▸ Brief
Would you restate the data exactly as given?

BEGIN Records supplied

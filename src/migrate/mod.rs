//! Shard-by-shard chunk migration
//!
//! A migration is planned as (table, tenant, shard) scan requests. The
//! [`Reader`] works through them with a fixed pool of workers: each worker
//! scans one request, renames tenants through the optional [`Mapper`] and
//! hands the chunks to a [`ChunkSink`]. Requests are independent, so a large
//! migration can be split across processes by shard range.

mod mapper;
mod planner;
mod sink;

pub use mapper::Mapper;
pub use planner::{Planner, PlannerConfig};
pub use sink::{ChunkSink, ObjectClientSink};

use crate::backend::DataClient;
use crate::chunk::{Chunk, ChunkCodec};
use crate::context::RequestContext;
use crate::scan::{ScanRequest, Scanner, DEFAULT_SCAN_BATCH_SIZE, DEFAULT_SCAN_PAGE_SIZE};
use crate::{Error, Result};

use parking_lot::Mutex;
use std::collections::VecDeque;
use std::path::PathBuf;
use std::sync::Arc;
use tokio::sync::mpsc;
use tracing::{error, info, warn};

/// Transfer driver configuration
#[derive(Debug, Clone)]
pub struct ReaderConfig {
    pub planner: PlannerConfig,
    /// Scan requests processed concurrently
    pub num_workers: usize,
    pub scan_page_size: usize,
    pub scan_batch_size: usize,
    /// Scanned batches buffered per worker before the scan waits on the sink
    pub buffer_batches: usize,
    /// Optional YAML tenant mapper file
    pub mapper_path: Option<PathBuf>,
}

impl Default for ReaderConfig {
    fn default() -> Self {
        Self {
            planner: PlannerConfig::default(),
            num_workers: 1,
            scan_page_size: DEFAULT_SCAN_PAGE_SIZE,
            scan_batch_size: DEFAULT_SCAN_BATCH_SIZE,
            buffer_batches: 4,
            mapper_path: None,
        }
    }
}

/// Totals of a finished transfer
#[derive(Debug, Clone, Copy, Default, PartialEq, Eq)]
pub struct TransferStats {
    /// Scan requests completed
    pub requests: u64,
    /// Chunks written to the sink
    pub chunks: u64,
}

impl std::ops::AddAssign for TransferStats {
    fn add_assign(&mut self, other: Self) {
        self.requests += other.requests;
        self.chunks += other.chunks;
    }
}

/// Copies chunks from a source table store into a [`ChunkSink`]
pub struct Reader {
    config: ReaderConfig,
    planner: Planner,
    scanner: Arc<Scanner>,
    sink: Arc<dyn ChunkSink>,
    mapper: Option<Arc<Mapper>>,
}

impl Reader {
    pub fn new(
        config: ReaderConfig,
        data: Arc<dyn DataClient>,
        codec: Arc<dyn ChunkCodec>,
        sink: Arc<dyn ChunkSink>,
    ) -> Result<Self> {
        if config.num_workers == 0 {
            return Err(Error::Config("num_workers must be greater than 0".to_string()));
        }
        let planner = Planner::new(config.planner.clone())?;
        let mapper = match &config.mapper_path {
            Some(path) => Some(Arc::new(Mapper::load(path)?)),
            None => None,
        };
        let scanner = Scanner::new(data, codec)
            .with_page_size(config.scan_page_size)
            .with_batch_size(config.scan_batch_size);

        Ok(Self {
            config,
            planner,
            scanner: Arc::new(scanner),
            sink,
            mapper,
        })
    }

    /// Replace the mapper loaded from `mapper_path`, if any.
    pub fn with_mapper(mut self, mapper: Mapper) -> Self {
        self.mapper = Some(Arc::new(mapper));
        self
    }

    pub fn planner(&self) -> &Planner {
        &self.planner
    }

    /// Run every planned request to completion.
    pub async fn transfer_data(&self, ctx: &RequestContext) -> Result<TransferStats> {
        self.transfer_requests(ctx, self.planner.plan()).await
    }

    /// Run an externally supplied list of requests, such as a slice of the
    /// `migrate_plan` output, to completion.
    ///
    /// The first failing worker cancels the others; its error is returned.
    pub async fn transfer_requests(
        &self,
        ctx: &RequestContext,
        requests: impl IntoIterator<Item = ScanRequest>,
    ) -> Result<TransferStats> {
        let queue: Arc<Mutex<VecDeque<ScanRequest>>> =
            Arc::new(Mutex::new(requests.into_iter().collect()));
        let total = queue.lock().len();
        let workers = self.config.num_workers.min(total.max(1));
        info!(requests = total, workers, "Starting transfer");

        let ctx = ctx.child();
        let mut handles = Vec::with_capacity(workers);
        for id in 0..workers {
            let worker = Worker {
                id,
                ctx: ctx.clone(),
                queue: Arc::clone(&queue),
                scanner: Arc::clone(&self.scanner),
                sink: Arc::clone(&self.sink),
                mapper: self.mapper.clone(),
                buffer: self.config.buffer_batches.max(1),
            };
            handles.push(tokio::spawn(worker.run()));
        }

        let mut stats = TransferStats::default();
        let mut first_err: Option<Error> = None;
        for handle in handles {
            let err = match handle.await {
                Ok(Ok(worker_stats)) => {
                    stats += worker_stats;
                    continue;
                }
                Ok(Err(e)) => e,
                Err(e) => {
                    ctx.cancel();
                    Error::Internal(format!("transfer worker panicked: {e}"))
                }
            };
            // Workers cancelled by another's failure report a context error;
            // keep the cause instead.
            let replace = match &first_err {
                None => true,
                Some(existing) => existing.is_context() && !err.is_context(),
            };
            if replace {
                first_err = Some(err);
            }
        }

        if let Some(e) = first_err {
            error!(error = %e, requests = stats.requests, chunks = stats.chunks, "Transfer failed");
            return Err(e);
        }
        info!(requests = stats.requests, chunks = stats.chunks, "Transfer complete");
        Ok(stats)
    }
}

struct Worker {
    id: usize,
    ctx: RequestContext,
    queue: Arc<Mutex<VecDeque<ScanRequest>>>,
    scanner: Arc<Scanner>,
    sink: Arc<dyn ChunkSink>,
    mapper: Option<Arc<Mapper>>,
    buffer: usize,
}

impl Worker {
    async fn run(self) -> Result<TransferStats> {
        let mut stats = TransferStats::default();
        loop {
            let next = self.queue.lock().pop_front();
            let Some(req) = next else {
                return Ok(stats);
            };
            match self.transfer(&req).await {
                Ok(chunks) => {
                    stats.requests += 1;
                    stats.chunks += chunks;
                    info!(
                        worker = self.id,
                        table = %req.table,
                        user = %req.user,
                        shard = %req.shard,
                        chunks,
                        "Request transferred"
                    );
                }
                Err(e) => {
                    if !e.is_context() {
                        warn!(
                            worker = self.id,
                            table = %req.table,
                            user = %req.user,
                            shard = %req.shard,
                            error = %e,
                            "Request failed, cancelling transfer"
                        );
                    }
                    self.ctx.cancel();
                    return Err(e);
                }
            }
        }
    }

    /// Scan one request while writing its batches, and return the number of
    /// chunks written.
    async fn transfer(&self, req: &ScanRequest) -> Result<u64> {
        let (tx, mut rx) = mpsc::channel::<Vec<Chunk>>(self.buffer);

        let scan = async {
            let tx = tx;
            self.scanner.scan(&self.ctx, req, &tx).await
        };
        let write = async {
            let mut written = 0u64;
            while let Some(batch) = rx.recv().await {
                let batch = match &self.mapper {
                    Some(mapper) => mapper.map_chunks(batch),
                    None => batch,
                };
                written += batch.len() as u64;
                self.sink.write(&self.ctx, batch).await?;
            }
            Ok::<u64, Error>(written)
        };

        let (scanned, written) = tokio::join!(scan, write);
        // A sink failure closes the channel and surfaces in the scan as
        // `Cancelled`, so report the sink error first.
        let written = written?;
        scanned?;
        Ok(written)
    }
}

END Records supplied

▸ Exercise output
filename src/migrate/mod.rs
//! Shard-by-shard chunk migration
//!
//! A migration is planned as (table, tenant, shard) scan requests. The
//! [`Reader`] works through them with a fixed pool of workers: each worker
//! scans one request, renames tenants through the optional [`Mapper`] and
//! hands the chunks to a [`ChunkSink`]. Requests are independent, so a large
//! migration can be split across processes by shard range.

mod mapper;
mod planner;
mod sink;

pub use mapper::Mapper;
pub use planner::{Planner, PlannerConfig};
pub use sink::{ChunkSink, ObjectClientSink};

use crate::backend::DataClient;
use crate::chunk::{Chunk, ChunkCodec};
use crate::context::RequestContext;
use crate::scan::{ScanRequest, Scanner, DEFAULT_SCAN_BATCH_SIZE, DEFAULT_SCAN_PAGE_SIZE};
use crate::{Error, Result};

use parking_lot::Mutex;
use std::collections::VecDeque;
use std::path::PathBuf;
use std::sync::Arc;
use tokio::sync::mpsc;
use tracing::{error, info, warn};

/// Transfer driver configuration
#[derive(Debug, Clone)]
pub struct ReaderConfig {
    pub planner: PlannerConfig,
    /// Scan requests processed concurrently
    pub num_workers: usize,
    pub scan_page_size: usize,
    pub scan_batch_size: usize,
    /// Scanned batches buffered per worker before the scan waits on the sink
    pub buffer_batches: usize,
    /// Optional YAML tenant mapper file
    pub mapper_path: Option<PathBuf>,
}

impl Default for ReaderConfig {
    fn default() -> Self {
        Self {
            planner: PlannerConfig::default(),
            num_workers: 1,
            scan_page_size: DEFAULT_SCAN_PAGE_SIZE,
            scan_batch_size: DEFAULT_SCAN_BATCH_SIZE,
            buffer_batches: 4,
            mapper_path: None,
        }
    }
}

/// Totals of a finished transfer
#[derive(Debug, Clone, Copy, Default, PartialEq, Eq)]
pub struct TransferStats {
    /// Scan requests completed
    pub requests: u64,
    /// Chunks written to the sink
    pub chunks: u64,
}

impl std::ops::AddAssign for TransferStats {
    fn add_assign(&mut self, other: Self) {
        self.requests += other.requests;
        self.chunks += other.chunks;
    }
}

/// Copies chunks from a source table store into a [`ChunkSink`]
pub struct Reader {
    config: ReaderConfig,
    planner: Planner,
    scanner: Arc<Scanner>,
    sink: Arc<dyn ChunkSink>,
    mapper: Option<Arc<Mapper>>,
}

impl Reader {
    pub fn new(
        config: ReaderConfig,
        data: Arc<dyn DataClient>,
        codec: Arc<dyn ChunkCodec>,
        sink: Arc<dyn ChunkSink>,
    ) -> Result<Self> {
        if config.num_workers == 0 {
            return Err(Error::Config("num_workers must be greater than 0".to_string()));
        }
        let planner = Planner::new(config.planner.clone())?;
        let mapper = match &config.mapper_path {
            Some(path) => Some(Arc::new(Mapper::load(path)?)),
            None => None,
        };
        let scanner = Scanner::new(data, codec)
            .with_page_size(config.scan_page_size)
            .with_batch_size(config.scan_batch_size);

        Ok(Self {
            config,
            planner,
            scanner: Arc::new(scanner),
            sink,
            mapper,
        })
    }

    /// Replace the mapper loaded from `mapper_path`, if any.
    pub fn with_mapper(mut self, mapper: Mapper) -> Self {
        self.mapper = Some(Arc::new(mapper));
        self
    }

    pub fn planner(&self) -> &Planner {
        &self.planner
    }

    /// Run every planned request to completion.
    pub async fn transfer_data(&self, ctx: &RequestContext) -> Result<TransferStats> {
        self.transfer_requests(ctx, self.planner.plan()).await
    }

    /// Run an externally supplied list of requests, such as a slice of the
    /// `migrate_plan` output, to completion.
    ///
    /// The first failing worker cancels the others; its error is returned.
    pub async fn transfer_requests(
        &self,
        ctx: &RequestContext,
        requests: impl IntoIterator<Item = ScanRequest>,
    ) -> Result<TransferStats> {
        let queue: Arc<Mutex<VecDeque<ScanRequest>>> =
            Arc::new(Mutex::new(requests.into_iter().collect()));
        let total = queue.lock().len();
        let workers = self.config.num_workers.min(total.max(1));
        info!(requests = total, workers, "Starting transfer");

        let ctx = ctx.child();
        let mut handles = Vec::with_capacity(workers);
        for id in 0..workers {
            let worker = Worker {
                id,
                ctx: ctx.clone(),
                queue: Arc::clone(&queue),
                scanner: Arc::clone(&self.scanner),
                sink: Arc::clone(&self.sink),
                mapper: self.mapper.clone(),
                buffer: self.config.buffer_batches.max(1),
            };
            handles.push(tokio::spawn(worker.run()));
        }

        let mut stats = TransferStats::default();
        let mut first_err: Option<Error> = None;
        for handle in handles {
            let err = match handle.await {
                Ok(Ok(worker_stats)) => {
                    stats += worker_stats;
                    continue;
                }
                Ok(Err(e)) => e,
                Err(e) => {
                    ctx.cancel();
                    Error::Internal(format!("transfer worker panicked: {e}"))
                }
            };
            // Workers cancelled by another's failure report a context error;
            // keep the cause instead.
            let replace = match &first_err {
                None => true,
                Some(existing) => existing.is_context() && !err.is_context(),
            };
            if replace {
                first_err = Some(err);
            }
        }

        if let Some(e) = first_err {
            error!(error = %e, requests = stats.requests, chunks = stats.chunks, "Transfer failed");
            return Err(e);
        }
        info!(requests = stats.requests, chunks = stats.chunks, "Transfer complete");
        Ok(stats)
    }
}

struct Worker {
    id: usize,
    ctx: RequestContext,
    queue: Arc<Mutex<VecDeque<ScanRequest>>>,
    scanner: Arc<Scanner>,
    sink: Arc<dyn ChunkSink>,
    mapper: Option<Arc<Mapper>>,
    buffer: usize,
}

impl Worker {
    async fn run(self) -> Result<TransferStats> {
        let mut stats = TransferStats::default();
        loop {
            let next = self.queue.lock().pop_front();
            let Some(req) = next else {
                return Ok(stats);
            };
            match self.transfer(&req).await {
                Ok(chunks) => {
                    stats.requests += 1;
                    stats.chunks += chunks;
                    info!(
                        worker = self.id,
                        table = %req.table,
                        user = %req.user,
                        shard = %req.shard,
                        chunks,
                        "Request transferred"
                    );
                }
                Err(e) => {
                    if !e.is_context() {
                        warn!(
                            worker = self.id,
                            table = %req.table,
                            user = %req.user,
                            shard = %req.shard,
                            error = %e,
                            "Request failed, cancelling transfer"
                        );
                    }
                    self.ctx.cancel();
                    return Err(e);
                }
            }
        }
    }

    /// Scan one request while writing its batches, and return the number of
    /// chunks written.
    async fn transfer(&self, req: &ScanRequest) -> Result<u64> {
        let (tx, mut rx) = mpsc::channel::<Vec<Chunk>>(self.buffer);

        let scan = async {
            let tx = tx;
            self.scanner.scan(&self.ctx, req, &tx).await
        };
        let write = async {
            let mut written = 0u64;
            while let Some(batch) = rx.recv().await {
                let batch = match &self.mapper {
                    Some(mapper) => mapper.map_chunks(batch),
                    None => batch,
                };
                written += batch.len() as u64;
                self.sink.write(&self.ctx, batch).await?;
            }
            Ok::<u64, Error>(written)
        };

        let (scanned, written) = tokio::join!(scan, write);
        // A sink failure closes the channel and surfaces in the scan as
        // `Cancelled`, so report the sink error first.
        let written = written?;
        scanned?;
        Ok(written)
    }
}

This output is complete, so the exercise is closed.